File spoon-archives/marxism-international.archive/marxism-international_1997/marxism-international.9710, message 662


Date: Sat, 1 Nov 1997 00:46:58 +0000
From: James Heartfield <James-AT-heartfield.demon.co.uk>
Subject: Re: M-I: So, the nanny's "guilty"?


I can understand Lou's frustration with the jury, the verdict stunk and
the sentence is worse. Everyone over here is a bit hysterical about the
result.

I don't blame the jury so much as the lawyers. Louise Woodward's lawyers
played a high-risk strategy because they were interested in their own
reputations. What cache is there if Louise was found guilty of a lesser
charge and got a lesser sentence. For their client that would have been
a better strategy, but for the law firm it would not have been so good.
The jury were likely to see the high stake strategy as scheming and,
with their own capacity to make a more rational judgement constrained
they punished the defendant for the lawyer's grand-standing.

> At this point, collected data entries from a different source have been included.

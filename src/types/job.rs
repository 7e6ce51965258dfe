// src/types/job.rs
use chrono::{DateTime, Utc};
use serde::{Deserialize, Serialize};
use std::fmt;
use validator::Validate;

use super::timestamp;

#[derive(Debug, Clone, Copy, PartialEq, Eq, Hash, Serialize, Deserialize)]
#[serde(rename_all = "snake_case")]
pub enum EmploymentType {
    FullTime,
    PartTime,
    Contract,
    Temporary,
    Internship,
    Volunteer,
}

impl EmploymentType {
    pub const ALL: [EmploymentType; 6] = [
        EmploymentType::FullTime,
        EmploymentType::PartTime,
        EmploymentType::Contract,
        EmploymentType::Temporary,
        EmploymentType::Internship,
        EmploymentType::Volunteer,
    ];

    /// Wire value used in query strings and payloads
    pub fn as_str(&self) -> &'static str {
        match self {
            EmploymentType::FullTime => "full_time",
            EmploymentType::PartTime => "part_time",
            EmploymentType::Contract => "contract",
            EmploymentType::Temporary => "temporary",
            EmploymentType::Internship => "internship",
            EmploymentType::Volunteer => "volunteer",
        }
    }

    pub fn label(&self) -> &'static str {
        match self {
            EmploymentType::FullTime => "Full-time",
            EmploymentType::PartTime => "Part-time",
            EmploymentType::Contract => "Contract",
            EmploymentType::Temporary => "Temporary",
            EmploymentType::Internship => "Internship",
            EmploymentType::Volunteer => "Volunteer",
        }
    }
}

impl fmt::Display for EmploymentType {
    fn fmt(&self, f: &mut fmt::Formatter<'_>) -> fmt::Result {
        f.write_str(self.label())
    }
}

#[derive(Debug, Clone, Copy, PartialEq, Eq, Hash, Serialize, Deserialize)]
#[serde(rename_all = "snake_case")]
pub enum ExperienceLevel {
    Entry,
    Mid,
    Senior,
    Executive,
}

impl ExperienceLevel {
    pub const ALL: [ExperienceLevel; 4] = [
        ExperienceLevel::Entry,
        ExperienceLevel::Mid,
        ExperienceLevel::Senior,
        ExperienceLevel::Executive,
    ];

    pub fn as_str(&self) -> &'static str {
        match self {
            ExperienceLevel::Entry => "entry",
            ExperienceLevel::Mid => "mid",
            ExperienceLevel::Senior => "senior",
            ExperienceLevel::Executive => "executive",
        }
    }

    pub fn label(&self) -> &'static str {
        match self {
            ExperienceLevel::Entry => "Entry level",
            ExperienceLevel::Mid => "Mid level",
            ExperienceLevel::Senior => "Senior level",
            ExperienceLevel::Executive => "Executive",
        }
    }
}

impl fmt::Display for ExperienceLevel {
    fn fmt(&self, f: &mut fmt::Formatter<'_>) -> fmt::Result {
        f.write_str(self.label())
    }
}

#[derive(Debug, Clone, Default, PartialEq, Serialize, Deserialize)]
pub struct Location {
    #[serde(default)]
    pub city: Option<String>,
    #[serde(default)]
    pub country: Option<String>,
    #[serde(default)]
    pub remote: bool,
}

impl fmt::Display for Location {
    fn fmt(&self, f: &mut fmt::Formatter<'_>) -> fmt::Result {
        let place: Vec<&str> = [self.city.as_deref(), self.country.as_deref()]
            .into_iter()
            .flatten()
            .filter(|s| !s.is_empty())
            .collect();

        match (place.is_empty(), self.remote) {
            (true, true) => f.write_str("Remote"),
            (true, false) => f.write_str("Not specified"),
            (false, true) => write!(f, "{} (Remote)", place.join(", ")),
            (false, false) => f.write_str(&place.join(", ")),
        }
    }
}

#[derive(Debug, Clone, Serialize, Deserialize)]
pub struct Job {
    #[serde(alias = "_id")]
    pub id: String,
    pub title: String,
    pub company: String,
    #[serde(default)]
    pub category: Option<String>,
    #[serde(default)]
    pub description: String,
    #[serde(default)]
    pub requirements: Vec<String>,
    #[serde(default)]
    pub responsibilities: Vec<String>,
    #[serde(default)]
    pub benefits: Vec<String>,
    #[serde(default)]
    pub skills: Vec<String>,
    pub employment_type: EmploymentType,
    pub experience_level: ExperienceLevel,
    #[serde(default)]
    pub location: Location,
    #[serde(default)]
    pub salary_min: Option<f64>,
    #[serde(default)]
    pub salary_max: Option<f64>,
    #[serde(default)]
    pub salary_currency: Option<String>,
    #[serde(default, with = "timestamp")]
    pub application_deadline: Option<DateTime<Utc>>,
    #[serde(default)]
    pub is_published: bool,
    #[serde(default)]
    pub is_featured: bool,
    #[serde(default, with = "timestamp")]
    pub created_at: Option<DateTime<Utc>>,
}

impl Job {
    /// Deadline in the past means the job no longer accepts applications
    pub fn is_open(&self, now: DateTime<Utc>) -> bool {
        self.application_deadline.map_or(true, |deadline| deadline >= now)
    }
}

/// Admin create/update payload for a job
#[derive(Debug, Clone, Serialize, Deserialize, Validate)]
pub struct JobDraft {
    #[validate(length(min = 1, message = "title is required"))]
    pub title: String,
    #[validate(length(min = 1, message = "company is required"))]
    pub company: String,
    #[serde(default, skip_serializing_if = "Option::is_none")]
    pub category: Option<String>,
    #[serde(default)]
    pub description: String,
    #[serde(default)]
    pub requirements: Vec<String>,
    #[serde(default)]
    pub responsibilities: Vec<String>,
    #[serde(default)]
    pub benefits: Vec<String>,
    #[serde(default)]
    pub skills: Vec<String>,
    pub employment_type: EmploymentType,
    pub experience_level: ExperienceLevel,
    #[serde(default)]
    pub location: Location,
    #[serde(default, skip_serializing_if = "Option::is_none")]
    pub salary_min: Option<f64>,
    #[serde(default, skip_serializing_if = "Option::is_none")]
    pub salary_max: Option<f64>,
    #[serde(default, skip_serializing_if = "Option::is_none")]
    pub salary_currency: Option<String>,
    #[serde(
        default,
        with = "timestamp",
        skip_serializing_if = "Option::is_none"
    )]
    pub application_deadline: Option<DateTime<Utc>>,
    #[serde(default)]
    pub is_published: bool,
    #[serde(default)]
    pub is_featured: bool,
}

impl JobDraft {
    /// Same draft with title, company and category trimmed
    pub fn normalized(&self) -> Self {
        let mut draft = self.clone();
        draft.title = draft.title.trim().to_string();
        draft.company = draft.company.trim().to_string();
        draft.category = draft
            .category
            .as_deref()
            .map(str::trim)
            .filter(|c| !c.is_empty())
            .map(str::to_string);
        draft
    }

    pub fn validate(&self) -> crate::error::Result<()> {
        use crate::error::{field_errors_from, ApiError, FieldError};

        let draft = self.normalized();
        let mut errors = match Validate::validate(&draft) {
            Ok(()) => Vec::new(),
            Err(e) => field_errors_from(&e),
        };
        if let (Some(min), Some(max)) = (draft.salary_min, draft.salary_max) {
            if min > max {
                errors.push(FieldError::new(
                    "salary_max",
                    "salary_max must not be below salary_min",
                ));
            }
        }

        if errors.is_empty() {
            Ok(())
        } else {
            Err(ApiError::Validation(errors))
        }
    }
}

impl From<&Job> for JobDraft {
    fn from(job: &Job) -> Self {
        Self {
            title: job.title.clone(),
            company: job.company.clone(),
            category: job.category.clone(),
            description: job.description.clone(),
            requirements: job.requirements.clone(),
            responsibilities: job.responsibilities.clone(),
            benefits: job.benefits.clone(),
            skills: job.skills.clone(),
            employment_type: job.employment_type,
            experience_level: job.experience_level,
            location: job.location.clone(),
            salary_min: job.salary_min,
            salary_max: job.salary_max,
            salary_currency: job.salary_currency.clone(),
            application_deadline: job.application_deadline,
            is_published: job.is_published,
            is_featured: job.is_featured,
        }
    }
}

I can't help but think that the Eapen's too were a bit too ready to pin
the blame on Louise Woodward. After all the employed a nineteen year old
girl with little expereince or qualification to look after their child.
OK so maybe the  options are not so great for a professional couple, but
I suggest it was the lurking guilt that they had made bad choices that
made them so adversarial in pinning the blame.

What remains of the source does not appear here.